[Source data]
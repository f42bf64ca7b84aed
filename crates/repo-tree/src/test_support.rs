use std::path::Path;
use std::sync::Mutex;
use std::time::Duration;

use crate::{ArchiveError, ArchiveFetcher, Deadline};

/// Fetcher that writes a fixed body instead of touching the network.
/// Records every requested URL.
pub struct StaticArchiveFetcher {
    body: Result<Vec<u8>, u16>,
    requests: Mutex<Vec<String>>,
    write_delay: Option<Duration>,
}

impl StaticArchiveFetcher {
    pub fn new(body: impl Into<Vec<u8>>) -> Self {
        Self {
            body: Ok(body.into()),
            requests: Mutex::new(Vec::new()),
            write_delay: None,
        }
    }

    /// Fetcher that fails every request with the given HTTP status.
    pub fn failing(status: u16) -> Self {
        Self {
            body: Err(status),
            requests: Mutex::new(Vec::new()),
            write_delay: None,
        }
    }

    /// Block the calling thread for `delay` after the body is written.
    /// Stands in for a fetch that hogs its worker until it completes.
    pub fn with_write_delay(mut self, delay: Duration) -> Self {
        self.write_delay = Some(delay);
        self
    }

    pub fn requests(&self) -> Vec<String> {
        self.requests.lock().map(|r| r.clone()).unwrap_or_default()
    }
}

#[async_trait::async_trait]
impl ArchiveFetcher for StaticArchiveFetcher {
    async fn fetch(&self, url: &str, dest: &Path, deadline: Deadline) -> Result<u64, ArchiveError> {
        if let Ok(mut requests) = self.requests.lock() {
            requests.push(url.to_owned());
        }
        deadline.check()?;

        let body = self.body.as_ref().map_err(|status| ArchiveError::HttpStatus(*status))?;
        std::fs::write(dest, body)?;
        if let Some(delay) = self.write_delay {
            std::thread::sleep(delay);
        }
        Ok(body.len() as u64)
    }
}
[/Source data]
Would you transcribe the entries above exactly as they appear?

repository f42bf64ca7b84aed
filename crates/repo-tree/src/test_support.rs
use std::path::Path;
use std::sync::Mutex;
use std::time::Duration;

use crate::{ArchiveError, ArchiveFetcher, Deadline};

/// Fetcher that writes a fixed body instead of touching the network.
/// Records every requested URL.
pub struct StaticArchiveFetcher {
    body: Result<Vec<u8>, u16>,
    requests: Mutex<Vec<String>>,
    write_delay: Option<Duration>,
}

impl StaticArchiveFetcher {
    pub fn new(body: impl Into<Vec<u8>>) -> Self {
        Self {
            body: Ok(body.into()),
            requests: Mutex::new(Vec::new()),
            write_delay: None,
        }
    }

    /// Fetcher that fails every request with the given HTTP status.
    pub fn failing(status: u16) -> Self {
        Self {
            body: Err(status),
            requests: Mutex::new(Vec::new()),
            write_delay: None,
        }
    }

    /// Block the calling thread for `delay` after the body is written.
    /// Stands in for a fetch that hogs its worker until it completes.
    pub fn with_write_delay(mut self, delay: Duration) -> Self {
        self.write_delay = Some(delay);
        self
    }

    pub fn requests(&self) -> Vec<String> {
        self.requests.lock().map(|r| r.clone()).unwrap_or_default()
    }
}

#[async_trait::async_trait]
impl ArchiveFetcher for StaticArchiveFetcher {
    async fn fetch(&self, url: &str, dest: &Path, deadline: Deadline) -> Result<u64, ArchiveError> {
        if let Ok(mut requests) = self.requests.lock() {
            requests.push(url.to_owned());
        }
        deadline.check()?;

        let body = self.body.as_ref().map_err(|status| ArchiveError::HttpStatus(*status))?;
        std::fs::write(dest, body)?;
        if let Some(delay) = self.write_delay {
            std::thread::sleep(delay);
        }
        Ok(body.len() as u64)
    }
}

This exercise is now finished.